### TASK PROMPT:
Take every line in the entries that includes the word "json" and copy it.

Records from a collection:
//! Unit tests for batch grouping

use mezcla_stream::batch::{BatchConfig, Batcher};
use mezcla_stream::error::StreamError;
use mezcla_stream::record::Record;
use mezcla_stream::source::MemorySource;
use serde_json::json;

#[test]
fn test_batcher_rejects_zero_batch_size() {
    let config = BatchConfig {
        batch_size: 0,
        drop_last: false,
    };
    let result = Batcher::new(numbered_source(5), config);
    assert!(matches!(result, Err(StreamError::InvalidArgument(_))));
}

#[test]
fn test_batcher_groups_in_order() {
    let config = BatchConfig {
        batch_size: 3,
        drop_last: false,
    };
    let mut batcher = Batcher::new(numbered_source(10), config).expect("Failed to create batcher");

    let sizes_and_first: Vec<(usize, i64)> = std::iter::from_fn(|| {
        batcher
            .next_batch()
            .expect("Failed to get batch")
            .map(|batch| (batch.len(), batch[0]["id"].as_i64().expect("id field")))
    })
    .collect();

    // 3 full batches plus a short final one, in stream order.
    assert_eq!(sizes_and_first, vec![(3, 0), (3, 3), (3, 6), (1, 9)]);
}

#[test]
fn test_batcher_drop_last() {
    let config = BatchConfig {
        batch_size: 3,
        drop_last: true,
    };
    let mut batcher = Batcher::new(numbered_source(10), config).expect("Failed to create batcher");

    let mut batches = 0;
    while let Some(batch) = batcher.next_batch().expect("Failed to get batch") {
        assert_eq!(batch.len(), 3);
        batches += 1;
    }
    assert_eq!(batches, 3);
}

#[test]
fn test_batcher_exact_multiple() {
    let config = BatchConfig {
        batch_size: 5,
        drop_last: false,
    };
    let mut batcher = Batcher::new(numbered_source(10), config).expect("Failed to create batcher");

    assert_eq!(batcher.next_batch().expect("Failed to get batch").map(|b| b.len()), Some(5));
    assert_eq!(batcher.next_batch().expect("Failed to get batch").map(|b| b.len()), Some(5));
    assert!(batcher.next_batch().expect("Failed to get batch").is_none());
}

#[test]
fn test_batcher_empty_source() {
    let mut batcher = Batcher::new(numbered_source(0), BatchConfig::default())
        .expect("Failed to create batcher");
    assert!(batcher.next_batch().expect("Failed to get batch").is_none());
}

#[test]
fn test_batch_config_default() {
    let config = BatchConfig::default();
    assert_eq!(config.batch_size, 32);
    assert!(!config.drop_last);
}

// Helper functions

fn record(id: i64) -> Record {
    let mut map = Record::new();
    map.insert("id".to_string(), json!(id));
    map
}

fn numbered_source(count: i64) -> MemorySource {
    MemorySource::new((0..count).map(record).collect())
}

### RESULT FOR THIS TASK:
use serde_json::json;
    map.insert("id".to_string(), json!(id));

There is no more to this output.